L'affaire Donziger-Equateur-Texaco-Chevron.

  

 

NOTE: L'affaire est si complexe que ce qui suit ne peut être considéré comme un exposé complet des faits mais plutôt comme un aperçu général des différentes procédures, appelant à amélioration continue. L'affaire mériterait un traitement plus approfondi en langue française. 

Ces procès ne s'inscrivent pas directement dans l'étude de l'extraterritorialité du droit américain: néanmoins, l'étude du droit américain dans son ensemble est nécessaire pour mieux aborder certaines questions d'extraterritorialité, concernant notamment le RICO ou le FCPA. 



1. Class action à New York

L'affaire débute lorsqu'un groupe de plaignants équatoriens, encadrés entre autres par l'avocat au barreau de New York Steven Donziger, lancent une class action contre la firme américaine Texaco devant un tribunal du South District de New York [ S.D.N.Y - où Texaco possède son siège social].

Cette class action (Aguinda v. Texaco) fait suite aux dégâts environnementaux causés par Texpet, branche de Texaco dans le cadre de l'exploitation pétrolière dans le pays des années 60 au tout début des années 90. Texaco (rachetée en 2001 par Chevron) est parvenue à signer un accord avec le gouvernement équatorien en 1994, considérant le nettoyage des sites comme complet.

Les avocats de Texaco cherchent à obtenir la compétence du juge équatorien. Rester devant le juge américain signifie le risque d'un procès retentissant et d'une décision mise entre les mains d'un jury populaire.


2. Forum non conveniens: la justice équatorienne est compétente

Pour faire court, Texaco, passée maintenant sous le giron de Chevron, obtient gain de cause quant à la compétence juridictionnelle : le juge new yorkais prononce le forum non conveniens le 30  mai 2001, à la condition, acceptée par Texaco,  de se plier à la décision à venir de la justice équatorienne.

Trois procès sont alors lancés :

  • une class action en Equateur - la class action a été introduite dans le pays en 1999 -, reprenant l'esprit de celle engagée en 1993 à New York en s'adaptant à la loi équatorienne, visant à la réparation des dégâts causés par Texaco.

  • des poursuites judiciaires par la justice équatorienne à l'encontre de deux avocats de Texaco dans le cadre des accords de nettoyage, pour faux documents.

  • de son côté, Chevron lance en 2006 un arbitrage international sur le fondement du traité bilatéral d'investissement entre l'Equateur & les Etats-Unis, à la Haye.

  3. Sortie du film Crude

En 2009, sort au cinéma le film Crude, suivant Donziger et l'avocat équatorien Fajardo dans leur procès contre Chevron.

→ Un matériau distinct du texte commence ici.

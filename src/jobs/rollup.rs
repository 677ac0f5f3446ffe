//! Daily stats rollup job.
//!
//! Folds the day's raw tracking rows into one `daily_stats` row per day.
//! The rollup is idempotent, so re-running it for the same day just
//! refreshes the counts.

use std::sync::Arc;
use std::time::Duration;

use anyhow::Context;
use chrono::Utc;

use crate::persistence::Store;

/// Job name used in the job-run log.
pub const JOB_NAME: &str = "daily_rollup";

/// Runs the rollup loop until aborted.
pub async fn run_loop<S: Store>(store: Arc<S>, interval: Duration) {
    let mut ticker = tokio::time::interval(interval);
    ticker.set_missed_tick_behavior(tokio::time::MissedTickBehavior::Skip);
    loop {
        ticker.tick().await;
        match run_once(store.as_ref()).await {
            Ok(detail) => {
                tracing::info!(job = JOB_NAME, %detail, "rollup completed");
                record_outcome(store.as_ref(), true, &detail).await;
            }
            Err(error) => {
                tracing::error!(job = JOB_NAME, %error, "rollup failed");
                record_outcome(store.as_ref(), false, &error.to_string()).await;
            }
        }
    }
}

/// Rolls up the current day once.
///
/// # Errors
///
/// Returns an error when the rollup query fails.
pub async fn run_once<S: Store>(store: &S) -> anyhow::Result<String> {
    let today = Utc::now().date_naive();
    store
        .rollup_daily(today)
        .await
        .with_context(|| format!("rolling up stats for {today}"))?;
    Ok(format!("rolled up {today}"))
}

async fn record_outcome<S: Store>(store: &S, success: bool, detail: &str) {
    if let Err(error) = store.record_job_run(JOB_NAME, success, detail).await {
        tracing::warn!(job = JOB_NAME, %error, "could not record job run");
    }
}
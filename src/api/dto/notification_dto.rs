//! Request and response types for the notification endpoints.

use chrono::{DateTime, Utc};
use serde::{Deserialize, Serialize};
use utoipa::ToSchema;
use uuid::Uuid;

use crate::domain::{
    DisplayFrequency, DisplayPages, NotificationDefinition, NotificationDraft, NotificationKind,
};

use super::common_dto::PaginationMeta;

/// Body of `POST /api/v1/notifications` and
/// `PUT /api/v1/notifications/{id}`.
///
/// `display_pages` uses the wire convention where the entry `"all"` means
/// every page.
#[derive(Debug, Clone, Deserialize, ToSchema)]
pub struct NotificationPayload {
    /// Short headline.
    pub title: String,
    /// Body content.
    pub content: String,
    /// Visual style.
    pub kind: NotificationKind,
    /// Re-presentation rule.
    pub display_frequency: DisplayFrequency,
    /// Pages the notification may appear on; `"all"` is a wildcard.
    pub display_pages: Vec<String>,
    /// Selection priority; higher wins.
    #[serde(default)]
    pub priority: i32,
    /// Optional start of the active window.
    pub starts_at: Option<DateTime<Utc>>,
    /// Optional end of the active window.
    pub ends_at: Option<DateTime<Utc>>,
    /// Optional navigation target for clicks.
    pub link_url: Option<String>,
}

impl NotificationPayload {
    /// Converts the payload into a domain draft.
    #[must_use]
    pub fn into_draft(self) -> NotificationDraft {
        NotificationDraft {
            title: self.title,
            content: self.content,
            kind: self.kind,
            frequency: self.display_frequency,
            pages: DisplayPages::from_wildcard_list(self.display_pages),
            priority: self.priority,
            starts_at: self.starts_at,
            ends_at: self.ends_at,
            link_url: self.link_url,
        }
    }
}

/// Full notification representation returned by the admin endpoints.
#[derive(Debug, Clone, Serialize, ToSchema)]
pub struct NotificationResponse {
    /// Notification identifier.
    pub id: Uuid,
    /// Short headline.
    pub title: String,
    /// Body content.
    pub content: String,
    /// Visual style.
    pub kind: NotificationKind,
    /// Re-presentation rule.
    pub display_frequency: DisplayFrequency,
    /// Pages the notification may appear on; `"all"` is a wildcard.
    pub display_pages: Vec<String>,
    /// Selection priority.
    pub priority: i32,
    /// Optional start of the active window.
    pub starts_at: Option<DateTime<Utc>>,
    /// Optional end of the active window.
    pub ends_at: Option<DateTime<Utc>>,
    /// Optional navigation target for clicks.
    pub link_url: Option<String>,
    /// Creation timestamp.
    pub created_at: DateTime<Utc>,
}

impl From<NotificationDefinition> for NotificationResponse {
    fn from(definition: NotificationDefinition) -> Self {
        Self {
            id: *definition.id.as_uuid(),
            title: definition.title,
            content: definition.content,
            kind: definition.kind,
            display_frequency: definition.frequency,
            display_pages: definition.pages.to_wildcard_list(),
            priority: definition.priority,
            starts_at: definition.starts_at,
            ends_at: definition.ends_at,
            link_url: definition.link_url,
            created_at: definition.created_at,
        }
    }
}

/// Response of `GET /api/v1/notifications`.
#[derive(Debug, Clone, Serialize, ToSchema)]
pub struct NotificationListResponse {
    /// Notifications on this page, in catalog order.
    pub data: Vec<NotificationResponse>,
    /// Pagination metadata.
    pub pagination: PaginationMeta,
}

/// Body of `POST /api/v1/notifications/select`.
#[derive(Debug, Clone, Deserialize, ToSchema)]
pub struct SelectNotificationRequest {
    /// Visitor session identifier.
    pub session_id: Uuid,
    /// Path of the page being rendered.
    pub page: String,
}

/// The subset of a notification a visitor-facing client needs to render
/// it.
#[derive(Debug, Clone, Serialize, ToSchema)]
pub struct PresentedNotificationDto {
    /// Notification identifier.
    pub id: Uuid,
    /// Short headline.
    pub title: String,
    /// Body content.
    pub content: String,
    /// Visual style.
    pub kind: NotificationKind,
    /// Optional navigation target for clicks.
    pub link_url: Option<String>,
}

impl From<NotificationDefinition> for PresentedNotificationDto {
    fn from(definition: NotificationDefinition) -> Self {
        Self {
            id: *definition.id.as_uuid(),
            title: definition.title,
            content: definition.content,
            kind: definition.kind,
            link_url: definition.link_url,
        }
    }
}

/// Response of `POST /api/v1/notifications/select`.
#[derive(Debug, Clone, Serialize, ToSchema)]
pub struct SelectNotificationResponse {
    /// The selected notification, or `null` when nothing applies.
    pub notification: Option<PresentedNotificationDto>,
}

/// Body of the dismiss and click engagement endpoints.
#[derive(Debug, Clone, Deserialize, ToSchema)]
pub struct EngagementRequest {
    /// Visitor session identifier.
    pub session_id: Uuid,
}

/// Response of `POST /api/v1/notifications/{id}/click`.
#[derive(Debug, Clone, Serialize, ToSchema)]
pub struct ClickNotificationResponse {
    /// Navigation target, if the notification has one.
    pub link_url: Option<String>,
}
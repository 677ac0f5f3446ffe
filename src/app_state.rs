//! Shared application state for HTTP and WebSocket handlers.

use std::sync::Arc;

use crate::domain::EventBus;
use crate::persistence::postgres::PostgresStore;
use crate::service::{MetricsAggregator, NotificationService, TrackingService};

/// State threaded through every axum handler.
///
/// Cheap to clone: everything inside is behind an `Arc` or is itself a
/// handle.
#[derive(Debug, Clone)]
pub struct AppState {
    /// Tracking ingest pipeline.
    pub tracking: Arc<TrackingService<PostgresStore>>,
    /// Notification catalog and targeting flow.
    pub notifications: Arc<NotificationService<PostgresStore>>,
    /// Live metrics snapshot.
    pub metrics: Arc<MetricsAggregator>,
    /// Change feed, subscribed to by WebSocket connections.
    pub event_bus: EventBus,
    /// Direct storage access for handlers that read settings.
    pub store: Arc<PostgresStore>,
}
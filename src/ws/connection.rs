//! WebSocket connection state machine.
//!
//! Handles the read/write loop for a single WebSocket connection,
//! dispatching subscription commands and forwarding filtered change
//! events.

use axum::extract::ws::{Message, WebSocket};
use futures_util::{SinkExt, StreamExt};
use tokio::sync::broadcast;

use super::messages::{WsCommand, WsMessage, WsMessageType};
use super::subscription::SubscriptionManager;
use crate::domain::{ActivityKind, ChangeEvent};

/// Runs the read/write loop for a single WebSocket connection.
///
/// - Reads subscription commands from the client and applies them.
/// - Forwards matching change events from the [`broadcast::Receiver`].
pub async fn run_connection(socket: WebSocket, mut event_rx: broadcast::Receiver<ChangeEvent>) {
    let (mut ws_tx, mut ws_rx) = socket.split();
    let mut subs = SubscriptionManager::new();

    loop {
        tokio::select! {
            // Incoming message from client
            msg = ws_rx.next() => {
                match msg {
                    Some(Ok(Message::Text(text))) => {
                        let response = handle_text_message(&text, &mut subs);
                        if let Some(resp_json) = response
                            && ws_tx.send(Message::text(resp_json)).await.is_err() {
                                break;
                            }
                    }
                    Some(Ok(Message::Close(_))) | None => break,
                    _ => {}
                }
            }
            // Change event from the bus
            event = event_rx.recv() => {
                match event {
                    Ok(change) => {
                        if subs.matches(change.kind()) {
                            let msg = WsMessage {
                                id: uuid::Uuid::new_v4().to_string(),
                                msg_type: WsMessageType::Event,
                                timestamp: chrono::Utc::now(),
                                payload: serde_json::to_value(&change).unwrap_or_default(),
                            };
                            let json = serde_json::to_string(&msg).unwrap_or_default();
                            if ws_tx.send(Message::text(json)).await.is_err() {
                                break;
                            }
                        }
                    }
                    Err(broadcast::error::RecvError::Lagged(n)) => {
                        tracing::warn!(lagged = n, "ws client lagged behind change feed");
                    }
                    Err(broadcast::error::RecvError::Closed) => break,
                }
            }
        }
    }

    tracing::debug!("ws connection closed");
}

/// Handles a text message from the client, returning an optional JSON
/// response.
fn handle_text_message(text: &str, subs: &mut SubscriptionManager) -> Option<String> {
    let Ok(msg) = serde_json::from_str::<WsMessage>(text) else {
        return error_message(String::new(), 400, "malformed JSON");
    };

    let Ok(command) = serde_json::from_value::<WsCommand>(msg.payload.clone()) else {
        return error_message(msg.id, 404, "unknown command");
    };

    match command {
        WsCommand::Subscribe { streams } => {
            let (kinds, wildcard) = parse_streams(&streams);
            subs.subscribe(&kinds, wildcard);
            let response = WsMessage {
                id: msg.id,
                msg_type: WsMessageType::Response,
                timestamp: chrono::Utc::now(),
                payload: serde_json::json!({
                    "subscribed": kinds.iter().map(|k| k.as_str()).collect::<Vec<_>>(),
                    "count": subs.count(),
                    "wildcard": subs.is_subscribed_all(),
                }),
            };
            serde_json::to_string(&response).ok()
        }
        WsCommand::Unsubscribe { streams } => {
            let (kinds, wildcard) = parse_streams(&streams);
            subs.unsubscribe(&kinds, wildcard);
            let response = WsMessage {
                id: msg.id,
                msg_type: WsMessageType::Response,
                timestamp: chrono::Utc::now(),
                payload: serde_json::json!({
                    "unsubscribed": kinds.iter().map(|k| k.as_str()).collect::<Vec<_>>(),
                    "remaining_count": subs.count(),
                }),
            };
            serde_json::to_string(&response).ok()
        }
    }
}

/// Splits a stream name list into known kinds and the wildcard flag.
/// Unknown names are ignored.
fn parse_streams(streams: &[String]) -> (Vec<ActivityKind>, bool) {
    let mut kinds = Vec::new();
    let mut wildcard = false;
    for name in streams {
        if name == "*" {
            wildcard = true;
        } else if let Some(kind) = ActivityKind::parse(name) {
            kinds.push(kind);
        }
    }
    (kinds, wildcard)
}

fn error_message(id: String, code: u16, message: &str) -> Option<String> {
    let err = WsMessage {
        id,
        msg_type: WsMessageType::Error,
        timestamp: chrono::Utc::now(),
        payload: serde_json::json!({
            "code": code,
            "message": message,
        }),
    };
    serde_json::to_string(&err).ok()
}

Les deux avocats poursuivis évoqués en (2) ont recours à la disposition §1782 U.S.C – autorisant l'usage de la procédure de discovery  pour un procès hors des Etats-Unis – car les cassettes non publiées du film se trouvent à New York : certains extraits du film les intéressent pour leur défense. Le juge nommé suite à cette demande est Lewis A. Kaplan. Ce dernier considère que les conditions statutaires de §1782 sont remplies:

La cour de district du district dans lequel une personne réside ou se trouve peut lui ordonner de témoigner, de déposer une déclaration, ou de produire un document ou autre dans une procédure en cours auprès d'un tribunal étranger ou international, incluant les enquêtes criminelles conduites avant accusation formelle. L'ordre peut être émis à la suite d'une lettre rogatoire édictée ou dont la requête fut faite par un tribunal étranger ou international ou à l'initiative de toute personne interessée et peut ordonner que le témoignage ou la déclaration soient déposés et les documents ou autres soient produits devant une personne nommée par la cour.  (NDR: les quatre conditions statutaires mises en relief par le rédacteur.) [The district court of the district in which a person resides or is found may order him to give his testimony or statement or to produce a document or other thing for use in a proceeding in a foreign or international tribunal, including criminal investigations conducted before formal accusation. The order may be made pursuant to a letter rogatory issued, or request made, by a foreign or international tribunal or upon the application of any interested person and may direct that the testimony or statement be given, or the document or other thing be produced, before a person appointed by the court.’ ]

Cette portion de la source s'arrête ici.